Sunday, January 16, 2011
The Death of a Giant
We spot her from a distance, entangled with a stranglehold on an equally dissected desert tree. Even from this distance we can tell she is dying.
Now stooped and twisted like the very old, she was once a mighty giant, aged; a matriarch in her time. We note her lifeblood, black, oozing down her thick wooden trunk; and at her feet, her former arms are slung askew on the desert floor as though chopped off by the Terminator. The death of a saguaro takes a long, drawn out route.

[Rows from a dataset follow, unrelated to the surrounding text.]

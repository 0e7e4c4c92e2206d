use std::sync::Arc;

use auth::Authenticator;
use authentication_service::config::Config;
use authentication_service::domain::user::service::AuthService;
use authentication_service::inbound::http::router::create_router;
use authentication_service::outbound::repositories::PostgresRoleRepository;
use authentication_service::outbound::repositories::PostgresUserRepository;
use sqlx::postgres::PgPoolOptions;
use tracing_subscriber::layer::SubscriberExt;
use tracing_subscriber::util::SubscriberInitExt;

#[tokio::main]
async fn main() -> Result<(), anyhow::Error> {
    tracing_subscriber::registry()
        .with(
            tracing_subscriber::EnvFilter::try_from_default_env()
                .unwrap_or_else(|_| "authentication_service=debug,tower_http=debug".into()),
        )
        .with(tracing_subscriber::fmt::layer())
        .init();

    tracing::info!(
        service = "authentication-service",
        version = env!("CARGO_PKG_VERSION"),
        "Service starting"
    );

    let config = Config::load()?;

    tracing::info!(
        http_port = config.server.http_port,
        jwt_expiration_hours = config.jwt.expiration_hours,
        "Configuration loaded"
    );

    let pg_pool = PgPoolOptions::new()
        .max_connections(5)
        .connect(&config.database.url)
        .await?;
    tracing::info!(
        max_connections = 5,
        database = "postgresql",
        "Database connection pool created"
    );

    sqlx::migrate!("./migrations").run(&pg_pool).await?;
    tracing::info!(database = "postgresql", "Database migrations completed");

    let authenticator = Arc::new(Authenticator::new(config.jwt.secret.as_bytes()));
    let user_repository = Arc::new(PostgresUserRepository::new(pg_pool.clone()));
    let role_repository = Arc::new(PostgresRoleRepository::new(pg_pool));

    let auth_service = Arc::new(AuthService::new(user_repository, role_repository));

    let http_address = format!("0.0.0.0:{}", config.server.http_port);
    let http_listener = tokio::net::TcpListener::bind(&http_address).await?;
    tracing::info!(
        address = %http_address,
        port = config.server.http_port,
        protocol = "http",
        "Http server listening"
    );

    let http_application = create_router(
        auth_service,
        authenticator,
        config.jwt.expiration_hours,
    );

    axum::serve(http_listener, http_application).await?;

    Ok(())
}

Saguaros begin life usually beneath a nurse tree or shrub which provides a moister, shadier environment. Perhaps this matriarch spent her lifetime growing in this tree’s clutches. Growing only an inch a year, they may take 30 years to grow an arm and sometimes last up to 200 years before they topple. Their shiny skin expands like an accordion to drink up moisture when it’s available in the desert and thus they can add up to a ton of weight. They flower every year due to this hidden reserve of water, but the white flowers are fleeting (usually in May and June) and their opening occurs at night. By the next mid-morning they again close up forever, either pollinated or not.
They are majestic sentinels of the Arizona Sonoran desert; Arizona’s state flower, and highly protected by law. Their various shapes enthrall us as we travel the back dirt roads taking our pictures.